By: Christine Zirneklis | November 2022
Rising rents, landlords holding affordable housing hostage and broker fees: it’s tough for renters in New York City right now.
Imagine going through the painful process of moving only to live in a new home that floods, causing costly damage, health risks, and dangerous situations. It’s happened to lots of New Yorkers, especially in strong storms like last summer’s Ida. There hasn’t been a requirement for landlords to tell renters whether the new home they’re moving into is known to flood — until now.
Renters in New York City will finally have information on how their new home has been previously impacted by flooding as they make decisions about where to live. Bill A7876 requires landlords to disclose to renters whether units have been previously flooded and if they’ve been previously damaged by flooding. The bill passed the state assembly and senate this summer, and is anticipated to go into effect in 2023 once it’s signed by the governor. Once it goes into effect, at lease signing renters will receive a document detailing in what ways the apartment or other home has been impacted by flooding in the past (this will look much like the lead paint, asbestos, etc. disclosures renters may have seen before.)
As Tyler Taba, Senior Manager for Climate Policy at Rise to Resilience, a coalition advocating for environmental justice in New York and New Jersey, says “it’s really filling in this gap…there was no previous flood disclosure for renters before this bill.” This is particularly important because there is a “disproportionate gap between homeownership and renting which cuts across class and race.” TK TK white people are TKx more likely to own a home TK, according to the NY Center for Neighborhoods which focused on building homeownership among people of color.
Understanding the risk of flooding is more important than ever because the storms hitting New York City are stronger due to climate change, and the city’s infrastructure is not built to hold that much water. Residents may remember how Ida shut down subways and caused inland flooding and sewer backups miles away from the city’s coastline.
“Once upon a time you might have been able to look at a building and say, that’s probably at risk of flooding – I can see the water and coastline from here,” but now, says Taba, “we’re seeing a lot of inland areas that are flooding who may have felt that they’re out of harm’s way, but are not. And that’s not really going to show up on [FEMA’s] flood map or with the eye test.”

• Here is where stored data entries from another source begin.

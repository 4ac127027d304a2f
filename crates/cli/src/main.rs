//! GoMarketplace CLI - Persistent shopping cart from the command line.
//!
//! # Usage
//!
//! ```bash
//! # Show the cart (table or stored JSON)
//! gm-cart show
//! gm-cart show --json
//!
//! # Add a product with quantity 1
//! gm-cart add --id mug --title "Coffee mug" --image-url https://cdn.example.com/mug.png --price 12.50
//!
//! # Change quantities (never below 1)
//! gm-cart increment mug
//! gm-cart decrement mug
//! ```
//!
//! The cart is stored under `CART_STORAGE_DIR` (default `.gomarketplace`).
//! Pass `--storage-dir` to override it for one invocation.

#![cfg_attr(not(test), forbid(unsafe_code))]

use std::path::PathBuf;

use clap::{Parser, Subcommand};
use gomarketplace_cart::{CartStoreBuilder, FileStore};
use sentry::integrations::tracing as sentry_tracing;
use tracing_subscriber::{layer::SubscriberExt, util::SubscriberInitExt};

mod commands;
mod config;

use config::{CliConfig, LogFormat};

#[derive(Parser)]
#[command(name = "gm-cart")]
#[command(author, version, about = "GoMarketplace cart tools")]
struct Cli {
    /// Directory holding the stored cart (overrides `CART_STORAGE_DIR`)
    #[arg(long, global = true)]
    storage_dir: Option<PathBuf>,

    #[command(subcommand)]
    command: Commands,
}

#[derive(Subcommand)]
enum Commands {
    /// Show the cart
    Show {
        /// Print the stored JSON form instead of a table
        #[arg(long)]
        json: bool,
    },
    /// Add a product to the cart with quantity 1
    Add {
        /// Product ID
        #[arg(long)]
        id: String,

        /// Product title
        #[arg(long)]
        title: String,

        /// Product image URL
        #[arg(long)]
        image_url: String,

        /// Unit price (e.g. 12.50)
        #[arg(long)]
        price: String,
    },
    /// Add one unit of a product in the cart
    Increment {
        /// Product ID
        id: String,
    },
    /// Remove one unit of a product in the cart (stops at 1)
    Decrement {
        /// Product ID
        id: String,
    },
}

/// Initialize Sentry error tracking and return guard that must be kept alive.
fn init_sentry(config: &CliConfig) -> Option<sentry::ClientInitGuard> {
    let dsn = config.sentry_dsn.as_ref()?;

    let guard = sentry::init((
        dsn.as_str(),
        sentry::ClientOptions {
            release: sentry::release_name!(),
            attach_stacktrace: true,
            ..Default::default()
        },
    ));

    tracing::info!("Sentry initialized");
    Some(guard)
}

/// Filter tracing events to Sentry event types.
fn sentry_event_filter(metadata: &tracing::Metadata<'_>) -> sentry_tracing::EventFilter {
    match *metadata.level() {
        tracing::Level::ERROR | tracing::Level::WARN => sentry_tracing::EventFilter::Event,
        tracing::Level::INFO | tracing::Level::DEBUG => sentry_tracing::EventFilter::Breadcrumb,
        _ => sentry_tracing::EventFilter::Ignore,
    }
}

/// Install the tracing subscriber. Logs go to stderr so stdout stays clean.
fn init_tracing(format: LogFormat) {
    // Defaults to warnings only so command output is not interleaved with logs
    let env_filter = tracing_subscriber::EnvFilter::try_from_default_env()
        .unwrap_or_else(|_| "gomarketplace_cart=warn,gm_cart=info".into());

    let json = format == LogFormat::Json;
    tracing_subscriber::registry()
        .with(env_filter)
        .with((!json).then(|| tracing_subscriber::fmt::layer().with_writer(std::io::stderr)))
        .with(json.then(|| {
            tracing_subscriber::fmt::layer()
                .json()
                .with_writer(std::io::stderr)
        }))
        .with(sentry_tracing::layer().event_filter(sentry_event_filter))
        .init();
}

#[tokio::main]
async fn main() {
    let cli = Cli::parse();

    let mut config = CliConfig::from_env().expect("Failed to load configuration");
    if let Some(dir) = cli.storage_dir.clone() {
        config.cart.storage_dir = dir;
    }

    // Initialize Sentry (must be done before tracing subscriber)
    let _sentry_guard = init_sentry(&config);
    init_tracing(config.log_format);

    if let Err(e) = run(cli, &config).await {
        tracing::error!("Command failed: {e}");
        std::process::exit(1);
    }
}

async fn run(cli: Cli, config: &CliConfig) -> Result<(), Box<dyn std::error::Error>> {
    let store = CartStoreBuilder::from_config(&config.cart)
        .storage(FileStore::new(&config.cart.storage_dir))
        .build()
        .await?;

    match cli.command {
        Commands::Show { json } => commands::cart::show(&store, json).await?,
        Commands::Add {
            id,
            title,
            image_url,
            price,
        } => commands::cart::add(&store, &id, title, image_url, &price).await?,
        Commands::Increment { id } => commands::cart::increment(&store, &id).await?,
        Commands::Decrement { id } => commands::cart::decrement(&store, &id).await?,
    }
    Ok(())
}
//! Text encoding of a [`CartCollection`] for key-value storage.
//!
//! The stored form is a compact JSON array of line item records:
//!
//! ```json
//! [{"id":"1","title":"Mug","image_url":"https://…/mug.png","price":"12.50","quantity":2}]
//! ```
//!
//! Decoding validates every record (non-empty ID, non-negative price,
//! quantity ≥ 1) and rejects duplicate IDs, so a decoded collection always
//! satisfies the cart invariants.

use crate::collection::CartCollection;

/// Errors that can occur when encoding or decoding a cart.
#[derive(thiserror::Error, Debug)]
pub enum CodecError {
    /// Encoding the collection failed.
    #[error("failed to encode cart: {0}")]
    Encode(#[source] serde_json::Error),
    /// The stored text is not a valid cart.
    #[error("malformed stored cart: {0}")]
    Decode(#[source] serde_json::Error),
}

/// Encode a cart into its stored text form.
///
/// # Errors
///
/// Returns `CodecError::Encode` if serialization fails.
pub fn encode(cart: &CartCollection) -> Result<String, CodecError> {
    serde_json::to_string(cart).map_err(CodecError::Encode)
}

/// Decode a cart from its stored text form.
///
/// # Errors
///
/// Returns `CodecError::Decode` if the text is not a JSON array of valid,
/// uniquely identified line items.
pub fn decode(text: &str) -> Result<CartCollection, CodecError> {
    serde_json::from_str(text).map_err(CodecError::Decode)
}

Indeed, even the City’s FloodHelp.ny service doesn’t tell the whole story. You have to check both the FEMA map and the stormwater flooding map to understand your likely risk, and even those are based on models, rather than observations or flood measurements of specific locations across the city.
“It’s important because this disclosure will let folks know that if apartment has flooded 10 times in the last 10 years, so you can really make the decisions about what the costs might be for you moving forward, both the flood insurance costs and the financial burden,” says Taba.
While a move towards transparency, this bill will only apply to renters. There’s still a huge loophole in the flood disclosure law for those buying a home. Right now, someone selling a home can pay a paltry $500 to not disclose the home’s flood history, a drop in the bucket for a transaction that averages $700,000 in the city. Most people continue to make one of the biggest purchases of their life blind to their new home’s flood risk.
And as anyone who’s experienced flooding in their home has likely experienced, the damage caused by flooding is expensive to fix. A new study by Milliman, an actuarial firm, an estimated 6.6% of all homes sold in 2021 have previously flooded, and those who purchase previously flooded homes in New York City can expect to pay between $94,000 in a standard climate scenario or up to $188, 683, in a high climate scenario over the course of a 30 year mortgage — a large expense, especially if unexpected.
Taba says that closing that knowledge gap for homebuyers through a similar flood disclosure to the recently passed bill is among their coalition’s top priorities for 2023.